Ora caro collega sepolto, degno di Dio e di questo popolo qui ragunato per la tua perdita immensa, non ti vediamo più, a piè dell’altare, cantare assieme ai Ministri di Dio, gli inni del Signore! La tua vita, che fu un continuo sacerdozio, la vita dei templi, l’ossequio sincero, magnanimo, la fede ferma, illuminata a Dio, oggi, spente le tue care sembianze. si fa sentir più bella, più candida nei nostri cuori, più feconda di ammirazione per le virtù che t’adornavano, e che a noi son rimaste e rimarranno sempre vive, sempre modello di morale, come esempio di uomo religioso e di perfetto gentiluomo. Oh quanto vorrei dire su ciò, se il tempo non mi venisse meno!

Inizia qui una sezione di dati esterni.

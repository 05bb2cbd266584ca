// ── Device adapter ──
//
// One `Mower` per robot on the account. It owns its vendor handle, the
// latest validated snapshot, and the sticky display status. The host
// serializes calls per mower, so everything here takes `&mut self` and
// no locking is needed.

use std::borrow::Cow;
use std::fmt;
use std::sync::Arc;
use std::time::Duration;

use tokio::time::timeout;
use tracing::{debug, warn};

use crate::api::MowerApi;
use crate::attributes::{Attributes, normalize_attributes};
use crate::catalog;
use crate::config::DEFAULT_TIMEOUT;
use crate::error::CoreError;
use crate::model::{
    Location, MowerIdentity, MowerSnapshot, MowerState, MowerStatus, SupportedFeatures,
};
use crate::normalize::{Freshness, StatusTracker, Transition};
use crate::tracker::{LocationSink, LocationUpdate, TrackerAttributes};

/// Per-mower tuning.
#[derive(Debug, Clone, Copy, PartialEq, Eq)]
pub struct MowerSettings {
    /// Upper bound on a single status fetch or control call.
    pub poll_timeout: Duration,
}

impl Default for MowerSettings {
    fn default() -> Self {
        Self {
            poll_timeout: DEFAULT_TIMEOUT,
        }
    }
}

/// Result of a control operation that did not fail.
#[derive(Debug, Clone, Copy, PartialEq, Eq, strum::Display)]
#[strum(serialize_all = "lowercase")]
pub enum CommandOutcome {
    /// The vendor accepted the command.
    Sent,
    /// The mower was already in the target state; nothing was sent.
    Skipped,
}

/// Result of a poll that did not fail.
#[derive(Debug, Clone, Copy, PartialEq, Eq, strum::Display)]
#[strum(serialize_all = "lowercase")]
pub enum PollOutcome {
    /// New snapshot adopted (first poll, or `storedTimestamp` changed).
    Updated,
    /// Snapshot cached but display status kept.
    Stale,
    /// Transient failure; nothing changed.
    Skipped,
}

pub struct Mower<A> {
    identity: MowerIdentity,
    api: A,
    settings: MowerSettings,
    tracker: StatusTracker,
    snapshot: Option<MowerSnapshot>,
    sink: Option<Arc<dyn LocationSink>>,
}

impl<A> fmt::Debug for Mower<A> {
    fn fmt(&self, f: &mut fmt::Formatter<'_>) -> fmt::Result {
        f.debug_struct("Mower")
            .field("identity", &self.identity)
            .field("settings", &self.settings)
            .field("tracker", &self.tracker)
            .field("snapshot", &self.snapshot)
            .field("has_sink", &self.sink.is_some())
            .finish_non_exhaustive()
    }
}

impl<A: MowerApi> Mower<A> {
    pub fn new(identity: MowerIdentity, api: A, settings: MowerSettings) -> Self {
        debug!(mower = %identity.name, id = %identity.id, "initializing mower");
        Self {
            identity,
            api,
            settings,
            tracker: StatusTracker::new(),
            snapshot: None,
            sink: None,
        }
    }

    pub fn set_location_sink(&mut self, sink: Arc<dyn LocationSink>) {
        self.sink = Some(sink);
    }

    // ── Polling ──────────────────────────────────────────────────────

    /// Fetch a fresh snapshot and reconcile the display status.
    ///
    /// Network failures and timeouts are logged and reported as
    /// [`PollOutcome::Skipped`], leaving the cached state as it was.
    /// Malformed payloads and authentication failures are returned.
    pub async fn update(&mut self) -> Result<PollOutcome, CoreError> {
        debug!(mower = %self.identity.name, "fetching state from API");

        let raw = match timeout(self.settings.poll_timeout, self.api.status()).await {
            Ok(Ok(raw)) => raw,
            Ok(Err(e)) => {
                let err = CoreError::from(e);
                if !err.is_transient() {
                    return Err(err);
                }
                warn!(mower = %self.identity.name, error = %err, "status fetch failed, keeping last state");
                return Ok(PollOutcome::Skipped);
            }
            Err(_) => {
                warn!(
                    mower = %self.identity.name,
                    timeout_secs = self.settings.poll_timeout.as_secs(),
                    "status fetch timed out, keeping last state"
                );
                return Ok(PollOutcome::Skipped);
            }
        };

        let snapshot = MowerSnapshot::from_raw(raw)?;
        let freshness = self.tracker.reconcile(&snapshot);
        debug!(
            mower = %self.identity.name,
            stored_timestamp = snapshot.stored_timestamp(),
            %freshness,
            "reconciled status"
        );
        self.snapshot = Some(snapshot);

        if let Some(sink) = &self.sink {
            let update = self.location_update()?;
            debug!(mower = %self.identity.name, "updating device tracker");
            sink.see(update);
        }

        Ok(match freshness {
            Freshness::Stale => PollOutcome::Stale,
            Freshness::First | Freshness::Fresh => PollOutcome::Updated,
        })
    }

    // ── Control ──────────────────────────────────────────────────────

    /// Start mowing unless already active.
    pub async fn turn_on(&mut self) -> Result<CommandOutcome, CoreError> {
        if self.is_on() {
            debug!(mower = %self.identity.name, "already active, not sending START");
            return Ok(CommandOutcome::Skipped);
        }
        self.send(Transition::Starting).await
    }

    /// Stop mowing unless already inactive.
    pub async fn turn_off(&mut self) -> Result<CommandOutcome, CoreError> {
        if !self.is_on() {
            debug!(mower = %self.identity.name, "not active, not sending STOP");
            return Ok(CommandOutcome::Skipped);
        }
        self.send(Transition::Stopping).await
    }

    /// Alias for [`turn_off`](Self::turn_off).
    pub async fn stop(&mut self) -> Result<CommandOutcome, CoreError> {
        self.turn_off().await
    }

    /// Toggle between mowing and stopped.
    pub async fn start_pause(&mut self) -> Result<CommandOutcome, CoreError> {
        if self.is_on() {
            self.turn_off().await
        } else {
            self.turn_on().await
        }
    }

    /// Park. Always sent, parking an already parked mower is harmless.
    pub async fn return_to_base(&mut self) -> Result<CommandOutcome, CoreError> {
        self.send(Transition::Parking).await
    }

    async fn send(&mut self, transition: Transition) -> Result<CommandOutcome, CoreError> {
        let command = transition.command();
        debug!(mower = %self.identity.name, %command, "sending command");

        let rejected = |message: String| CoreError::CommandRejected {
            command: command.to_string(),
            message,
        };

        match timeout(self.settings.poll_timeout, self.api.control(command)).await {
            Ok(Ok(())) => {}
            Ok(Err(e)) => return Err(rejected(e.to_string())),
            Err(_) => {
                return Err(rejected(format!(
                    "no response within {}s",
                    self.settings.poll_timeout.as_secs()
                )));
            }
        }

        self.tracker.begin(transition);
        Ok(CommandOutcome::Sent)
    }

    // ── Accessors ────────────────────────────────────────────────────

    pub fn identity(&self) -> &MowerIdentity {
        &self.identity
    }

    pub fn api(&self) -> &A {
        &self.api
    }

    pub fn name(&self) -> &str {
        &self.identity.name
    }

    /// Vendor id.
    pub fn unique_id(&self) -> &str {
        &self.identity.id
    }

    pub fn dev_id(&self) -> String {
        self.identity.dev_id()
    }

    /// Marketing model name.
    pub fn model(&self) -> &str {
        self.identity.model_name()
    }

    pub fn snapshot(&self) -> Option<&MowerSnapshot> {
        self.snapshot.as_ref()
    }

    /// Display status code, including pending `EXECUTING_*` codes.
    pub fn display_status(&self) -> Option<MowerStatus> {
        self.tracker.status()
    }

    pub fn icon(&self) -> &'static str {
        catalog::icon(self.display_status().as_ref())
    }

    /// Human status text.
    pub fn status(&self) -> Option<String> {
        self.display_status()
            .map(|status| catalog::status_text(&status).into_owned())
    }

    /// Same as [`status`](Self::status).
    pub fn state(&self) -> Option<String> {
        self.status()
    }

    pub fn battery_level(&self) -> Option<u8> {
        self.snapshot.as_ref().map(MowerSnapshot::battery_percent)
    }

    pub fn position(&self) -> Result<Location, CoreError> {
        self.snapshot
            .as_ref()
            .ok_or_else(|| CoreError::data_shape("lastLocations", "no snapshot fetched yet"))?
            .position()
    }

    pub fn latitude(&self) -> Result<f64, CoreError> {
        self.position().map(|loc| loc.latitude)
    }

    pub fn longitude(&self) -> Result<f64, CoreError> {
        self.position().map(|loc| loc.longitude)
    }

    pub fn is_on(&self) -> bool {
        self.tracker.is_active()
    }

    pub fn supported_features(&self) -> SupportedFeatures {
        SupportedFeatures::MOWER
    }

    /// Cloud mowers never push, they are always polled.
    pub fn should_poll(&self) -> bool {
        true
    }

    /// Key-sorted display attributes; empty before the first poll.
    pub fn attributes(&self) -> Result<Attributes, CoreError> {
        self.snapshot
            .as_ref()
            .map_or_else(|| Ok(Attributes::new()), |s| normalize_attributes(s.raw()))
    }

    /// Position report for the device tracker.
    pub fn location_update(&self) -> Result<LocationUpdate, CoreError> {
        let snapshot = self
            .snapshot
            .as_ref()
            .ok_or_else(|| CoreError::data_shape("status", "no snapshot fetched yet"))?;
        let position = snapshot.position()?;
        let dev_id = self.dev_id();

        Ok(LocationUpdate {
            dev_id: dev_id.clone(),
            host_name: self.identity.name.clone(),
            battery: snapshot.battery_percent(),
            gps: (position.latitude, position.longitude),
            attributes: TrackerAttributes {
                status: self.status(),
                id: dev_id,
                name: self.identity.name.clone(),
                icon: self.icon().to_owned(),
                vendor: catalog::VENDOR.to_owned(),
                model: self.model().to_owned(),
            },
        })
    }

    /// Everything the host renders, bundled.
    pub fn entity_state(&self) -> Result<MowerState, CoreError> {
        let status_code = self.display_status().map(|s| s.code().to_owned());
        Ok(MowerState {
            name: self.identity.name.clone(),
            unique_id: self.identity.id.clone(),
            dev_id: self.dev_id(),
            model: self.model().to_owned(),
            icon: self.icon().to_owned(),
            status_code,
            status: self.status(),
            battery_level: self.battery_level(),
            is_on: self.is_on(),
            position: self.position().ok(),
            supported_features: self.supported_features(),
            should_poll: self.should_poll(),
            attributes: self.attributes()?,
        })
    }

    pub fn status_or_unknown(&self) -> Cow<'static, str> {
        self.status().map_or(Cow::Borrowed(catalog::UNKNOWN_STATUS), Cow::Owned)
    }
}

#[cfg(test)]
#[allow(clippy::unwrap_used)]
mod tests {
    use std::sync::Mutex;

    use automower_api::{ControlCommand, Error, RawStatus};
    use serde_json::json;

    use super::*;

    /// Serves a fixed payload and records control calls.
    #[derive(Default)]
    struct Fixed {
        payload: Mutex<Option<RawStatus>>,
        sent: Mutex<Vec<ControlCommand>>,
    }

    impl MowerApi for Fixed {
        async fn status(&self) -> Result<RawStatus, Error> {
            self.payload
                .lock()
                .unwrap()
                .clone()
                .ok_or(Error::Timeout { timeout_secs: 1 })
        }

        async fn control(&self, command: ControlCommand) -> Result<(), Error> {
            self.sent.lock().unwrap().push(command);
            Ok(())
        }
    }

    fn mower(payload: serde_json::Value) -> Mower<Fixed> {
        let serde_json::Value::Object(raw) = payload else {
            unreachable!()
        };
        let api = Fixed {
            payload: Mutex::new(Some(raw)),
            ..Fixed::default()
        };
        Mower::new(
            MowerIdentity::new("171300123-171300456", "Lawnie", "G"),
            api,
            MowerSettings::default(),
        )
    }

    #[tokio::test]
    async fn unpolled_mower_has_defaults() {
        let m = mower(json!({}));
        assert_eq!(m.status(), None);
        assert_eq!(m.icon(), catalog::DEFAULT_ICON);
        assert_eq!(m.battery_level(), None);
        assert!(m.position().is_err());
        assert!(m.attributes().unwrap().is_empty());
        assert_eq!(m.status_or_unknown(), "Unknown");
    }

    #[tokio::test]
    async fn accessors_after_poll() {
        let mut m = mower(json!({
            "mowerStatus": "OK_CHARGING",
            "storedTimestamp": 100,
            "batteryPercent": 42,
            "lastErrorCode": 0,
            "nextStartSource": "NO_SOURCE",
            "lastLocations": [{ "latitude": 57.7, "longitude": 14.1 }]
        }));
        assert_eq!(m.update().await.unwrap(), PollOutcome::Updated);

        assert_eq!(m.model(), "Automower 430X");
        assert_eq!(m.dev_id(), "automower_g_171300123_171300456");
        assert_eq!(m.icon(), "mdi:power-plug");
        assert_eq!(m.state().as_deref(), Some("Charging"));
        assert_eq!(
            m.position().unwrap(),
            Location {
                latitude: 57.7,
                longitude: 14.1
            }
        );
        assert!(m.latitude().is_ok() && m.longitude().is_ok());
        assert!(m.is_on());
        assert!(m.should_poll());
        assert_eq!(m.supported_features().bits(), 223);

        let state = m.entity_state().unwrap();
        assert_eq!(state.status_code.as_deref(), Some("OK_CHARGING"));
        assert_eq!(state.battery_level, Some(42));
    }

    #[tokio::test]
    async fn transient_failure_keeps_state() {
        let mut m = mower(json!({
            "mowerStatus": "PAUSED",
            "storedTimestamp": 100,
            "batteryPercent": 42,
            "lastErrorCode": 0,
            "nextStartSource": "NO_SOURCE",
            "lastLocations": []
        }));
        m.update().await.unwrap();
        *m.api().payload.lock().unwrap() = None;

        assert_eq!(m.update().await.unwrap(), PollOutcome::Skipped);
        assert_eq!(m.display_status(), Some(MowerStatus::Paused));
        assert_eq!(m.battery_level(), Some(42));
    }
}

Per cui Iddio t’accompagni là, dove dobbiamo rotolar tutti, I’un dopo l’altro; dove l’orgoglio, la invidia e la calunnia, tutte le passioni, della natura umana muoiono con la polve a cui esse sono inseparabili. Se la
tua terra natia ti fu ingrata; se essa non volle o non seppe conoscere la grandezza della tua coscienza morale e il merito non lieve letterario – filosofico, onde uscì l`opera universale biblica, suesposta›, ciò non fa caso; anco il divino Vico visse oscuro e non calcolato da coloro che non seppero apprezzare il suo merito. Laonde, ti compensi Iddio: mentre quatto nude tavole racchiudono un atomo della terra il quale si risolve nelle isterilite tue ossa, l’Eden, che non e né pur una pagina della tua spenta carne, racchiude il mondo, l’universo, l’infinito! Ti sia, adunque, lieve la fossa, caro tanto, quanto cara sono le tue ceneri!
Ma, prima tu muova, abbiti, assieme a questo reverendo clero ed a questo popolo, onde se onorato, l`ultimo mio saluto, mentre i tuoi figli superstiti, figli derelitti, Carmelo e Pompeo, Marcello e Rosario, versano lagrime non solo per aver perduto un vecchio padre, ma un antico esemplare di virtù.